Numéro d'arrêt : 24944
Numéro NOR : CETATEXT000007682907 ?
Identifiant URN:LEX : urn:lex;fr;conseil.etat;arret;1984-03-21;24944 ?

Analyses :

RJ1 DOMAINE - DOMAINE PUBLIC - CONSISTANCE - BIENS FAISANT PARTIE DU DOMAINE PUBLIC - Domaine public d'un établissement public - Immeuble appartenant à cet établissement - affecté à l'usage direct du public et spécialement aménagé à cet effet [1] - "Dalle centrale" de la place de la Défense.

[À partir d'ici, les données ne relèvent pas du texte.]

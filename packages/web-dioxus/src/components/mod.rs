//! Reusable UI components

mod alert;
mod app_layout;
mod app_nav;
mod loading;
mod modal;
mod product_card;
mod progress_bar;
mod qr_modal;

pub use alert::*;
pub use app_layout::*;
pub use app_nav::*;
pub use loading::*;
pub use modal::*;
pub use product_card::*;
pub use progress_bar::*;
pub use qr_modal::*;
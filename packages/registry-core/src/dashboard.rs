//! Dashboard view model: the user's registries and their row actions

use qrcode::render::svg;
use qrcode::QrCode;
use tracing::warn;

use crate::api::RegistryClient;
use crate::error::Result;
use crate::progress::ProgressReport;
use crate::types::GiftList;

#[derive(Debug, Clone, Copy, PartialEq, Eq, Default)]
pub enum DashboardLayout {
    #[default]
    List,
    Grid,
}

impl DashboardLayout {
    pub fn toggled(self) -> Self {
        match self {
            DashboardLayout::List => DashboardLayout::Grid,
            DashboardLayout::Grid => DashboardLayout::List,
        }
    }
}

/// Which actions a dashboard row offers
#[derive(Debug, Clone, Copy, PartialEq, Eq)]
pub struct RowActions {
    pub edit: bool,
    pub delete: bool,
    pub qr: bool,
    pub progress: bool,
}

impl RowActions {
    pub fn for_list(list: &GiftList) -> Self {
        let published = list.is_published();
        Self {
            edit: true,
            delete: true,
            qr: published,
            progress: published,
        }
    }
}

/// Registries shown on the dashboard
#[derive(Debug, Clone, Default, PartialEq)]
pub struct Dashboard {
    lists: Vec<GiftList>,
}

impl Dashboard {
    pub fn new(lists: Vec<GiftList>) -> Self {
        Self { lists }
    }

    /// Load the user's registries.
    pub async fn load(client: &RegistryClient) -> Result<Self> {
        client.lists().await.map(Self::new)
    }

    pub fn lists(&self) -> &[GiftList] {
        &self.lists
    }

    pub fn is_empty(&self) -> bool {
        self.lists.is_empty()
    }

    pub fn find(&self, id: &str) -> Option<&GiftList> {
        self.lists.iter().find(|list| list.id == id)
    }

    /// Delete on the server, then drop the row locally.
    pub async fn delete(&mut self, client: &RegistryClient, id: &str) -> Result<()> {
        client.delete_list(id).await?;
        self.remove(id);
        Ok(())
    }

    /// Drop a row locally. Returns the removed list.
    pub fn remove(&mut self, id: &str) -> Option<GiftList> {
        let pos = self.lists.iter().position(|list| list.id == id)?;
        Some(self.lists.remove(pos))
    }

    pub fn published_count(&self) -> usize {
        self.lists.iter().filter(|list| list.is_published()).count()
    }

    /// Overall funding percentage for a row, from the products' recorded
    /// contributions
    pub fn funded_percent(list: &GiftList) -> u8 {
        ProgressReport::from_products(list).percent_rounded()
    }
}

/// Public URL guests open for a registry
pub fn share_url(share_base_url: &str, list_id: &str) -> String {
    format!(
        "{}/{}",
        share_base_url.trim_end_matches('/'),
        urlencoding::encode(list_id)
    )
}

/// SVG QR code encoding the registry's share URL.
pub fn share_qr_svg(share_base_url: &str, list_id: &str) -> Option<String> {
    let url = share_url(share_base_url, list_id);
    match QrCode::new(url.as_bytes()) {
        Ok(code) => Some(
            code.render::<svg::Color>()
                .min_dimensions(200, 200)
                .quiet_zone(true)
                .build(),
        ),
        Err(e) => {
            warn!(error = %e, list_id, "Could not encode share QR code");
            None
        }
    }
}
//! Dashboard page: the signed-in user's registries

use dioxus::prelude::*;
use registry_core::dashboard::{Dashboard as RegistryDashboard, DashboardLayout, RowActions};
use registry_core::GiftList;
use tracing::warn;

use crate::auth::use_auth;
use crate::components::{
    EmptyState, ErrorBanner, LoadingSpinner, Modal, ProgressBar, QrModal,
};
use crate::format;
use crate::routes::Route;
use crate::state::use_app_state;

/// Lists every registry with edit, delete, share and progress actions
#[component]
pub fn Dashboard() -> Element {
    let auth = use_auth();
    let app = use_app_state();

    let mut dashboard = use_signal(RegistryDashboard::default);
    let mut is_loading = use_signal(|| true);
    let mut error = use_signal(|| None::<String>);
    let mut layout = use_signal(DashboardLayout::default);
    let mut sharing = use_signal(|| None::<GiftList>);
    let mut pending_delete = use_signal(|| None::<GiftList>);
    let mut is_deleting = use_signal(|| false);

    use_hook(move || {
        spawn(async move {
            match RegistryDashboard::load(&auth.client()).await {
                Ok(loaded) => dashboard.set(loaded),
                Err(e) => {
                    warn!(error = %e, "Failed to load registries");
                    auth.handle_error(&e);
                    error.set(Some(e.to_string()));
                }
            }
            is_loading.set(false);
        })
    });

    let confirm_delete = move |_| {
        let Some(list) = pending_delete() else {
            return;
        };

        spawn(async move {
            is_deleting.set(true);

            let mut updated = dashboard();
            match updated.delete(&auth.client(), &list.id).await {
                Ok(()) => {
                    dashboard.set(updated);
                    error.set(None);
                }
                Err(e) => {
                    warn!(error = %e, list_id = %list.id, "Failed to delete registry");
                    auth.handle_error(&e);
                    error.set(Some(format!("Could not delete \u{201C}{}\u{201D}: {e}", list.name)));
                }
            }

            is_deleting.set(false);
            pending_delete.set(None);
        });
    };

    let lists = dashboard.read().lists().to_vec();
    let published = dashboard.read().published_count();
    let current_layout = layout();
    let (toggle_label, rows_class) = match current_layout {
        DashboardLayout::List => ("\u{25A6} Grid", "space-y-3"),
        DashboardLayout::Grid => (
            "\u{2630} List",
            "grid grid-cols-1 md:grid-cols-2 lg:grid-cols-3 gap-4",
        ),
    };

    rsx! {
        div {
            // Header
            div {
                class: "flex flex-wrap items-center justify-between gap-4 mb-6",
                div {
                    h1 { class: "text-2xl font-bold text-gray-900", "My registries" }
                    if !lists.is_empty() {
                        p { class: "text-sm text-gray-500", "{lists.len()} registries \u{00B7} {published} published" }
                    }
                }
                div {
                    class: "flex items-center gap-2",
                    button {
                        class: "px-3 py-2 text-sm rounded-lg border border-gray-300 bg-white hover:bg-gray-50",
                        onclick: move |_| layout.set(current_layout.toggled()),
                        "{toggle_label}"
                    }
                    Link {
                        to: Route::NewList {},
                        class: "px-4 py-2 text-sm rounded-lg bg-rose-600 text-white hover:bg-rose-700",
                        "+ New registry"
                    }
                }
            }

            if let Some(err) = error() {
                ErrorBanner { message: err }
            }

            if is_loading() {
                LoadingSpinner { label: "Loading registries..." }
            } else if lists.is_empty() {
                EmptyState {
                    icon: "\u{1F381}",
                    title: "You have no registries yet",
                    Link {
                        to: Route::NewList {},
                        class: "text-rose-700 font-medium hover:underline",
                        "Create your first registry"
                    }
                }
            } else {
                div {
                    class: "{rows_class}",
                    for list in lists {
                        RegistryRow {
                            key: "{list.id}",
                            list: list.clone(),
                            layout: current_layout,
                            on_share: move |list| sharing.set(Some(list)),
                            on_delete: move |list| pending_delete.set(Some(list)),
                        }
                    }
                }
            }

            if let Some(list) = sharing() {
                QrModal {
                    list_id: list.id.clone(),
                    list_name: list.name.clone(),
                    share_base_url: app.share_base_url(),
                    on_close: move |_| sharing.set(None),
                }
            }

            if let Some(list) = pending_delete() {
                Modal {
                    title: "Delete registry",
                    on_close: move |_| pending_delete.set(None),
                    p {
                        class: "text-gray-700 mb-6",
                        "Delete \u{201C}{list.name}\u{201D}? Guests will no longer be able to open it."
                    }
                    div {
                        class: "flex justify-end gap-2",
                        button {
                            class: "px-4 py-2 text-sm rounded-lg bg-gray-100 hover:bg-gray-200",
                            onclick: move |_| pending_delete.set(None),
                            "Cancel"
                        }
                        button {
                            class: "px-4 py-2 text-sm rounded-lg bg-red-600 text-white hover:bg-red-700 disabled:opacity-50",
                            disabled: is_deleting(),
                            onclick: confirm_delete,
                            if is_deleting() { "Deleting..." } else { "Delete" }
                        }
                    }
                }
            }
        }
    }
}

#[derive(Props, Clone, PartialEq)]
struct RegistryRowProps {
    list: GiftList,
    layout: DashboardLayout,
    on_share: EventHandler<GiftList>,
    on_delete: EventHandler<GiftList>,
}

#[component]
fn RegistryRow(props: RegistryRowProps) -> Element {
    let list = props.list.clone();
    let actions = RowActions::for_list(&list);
    let funded = RegistryDashboard::funded_percent(&list);
    let container = match props.layout {
        DashboardLayout::List => "bg-white rounded-xl border border-gray-200 p-4 flex flex-col md:flex-row md:items-center gap-4",
        DashboardLayout::Grid => "bg-white rounded-xl border border-gray-200 p-4 flex flex-col gap-3",
    };
    let status_class = if list.is_published() {
        "bg-emerald-100 text-emerald-800"
    } else {
        "bg-gray-100 text-gray-700"
    };

    let share_list = list.clone();
    let delete_list = list.clone();

    rsx! {
        div {
            class: "{container}",

            div {
                class: "flex-1 min-w-0",
                div {
                    class: "flex items-center gap-2 mb-1",
                    span { class: "text-xl", "{list.event_type.icon()}" }
                    h3 { class: "font-semibold text-gray-900 truncate", "{list.name}" }
                    span { class: "px-2 py-0.5 rounded-full text-xs font-medium {status_class}", "{list.status.label()}" }
                }
                p {
                    class: "text-sm text-gray-500",
                    "{list.event_label()} \u{00B7} {format::date(list.event_date)} \u{00B7} {list.products.len()} gifts"
                }
                if actions.progress {
                    div { class: "mt-2 max-w-xs", ProgressBar { percent: funded, show_label: true } }
                }
            }

            div {
                class: "flex flex-wrap items-center gap-2",
                if actions.edit {
                    Link {
                        to: Route::EditList { id: list.id.clone() },
                        class: "px-3 py-1.5 text-sm rounded-lg bg-gray-100 hover:bg-gray-200",
                        "Edit"
                    }
                }
                if actions.qr {
                    button {
                        class: "px-3 py-1.5 text-sm rounded-lg bg-gray-100 hover:bg-gray-200",
                        onclick: move |_| props.on_share.call(share_list.clone()),
                        "QR"
                    }
                }
                if actions.progress {
                    Link {
                        to: Route::Progress { id: list.id.clone() },
                        class: "px-3 py-1.5 text-sm rounded-lg bg-gray-100 hover:bg-gray-200",
                        "Progress"
                    }
                }
                if actions.delete {
                    button {
                        class: "px-3 py-1.5 text-sm rounded-lg text-red-700 hover:bg-red-50",
                        onclick: move |_| props.on_delete.call(delete_list.clone()),
                        "Delete"
                    }
                }
            }
        }
    }
}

24-01-01-02, 33-02 L'immeuble dit "Dalle centrale" de la place de la Défense a été construit pour être affecté à l'usage direct du public et a été spécialement aménagé à cet effet. Cet immeuble, dont l'établissement public d'aménagement de la région de la Défense est propriétaire, fait partie du domaine public de cet établissement.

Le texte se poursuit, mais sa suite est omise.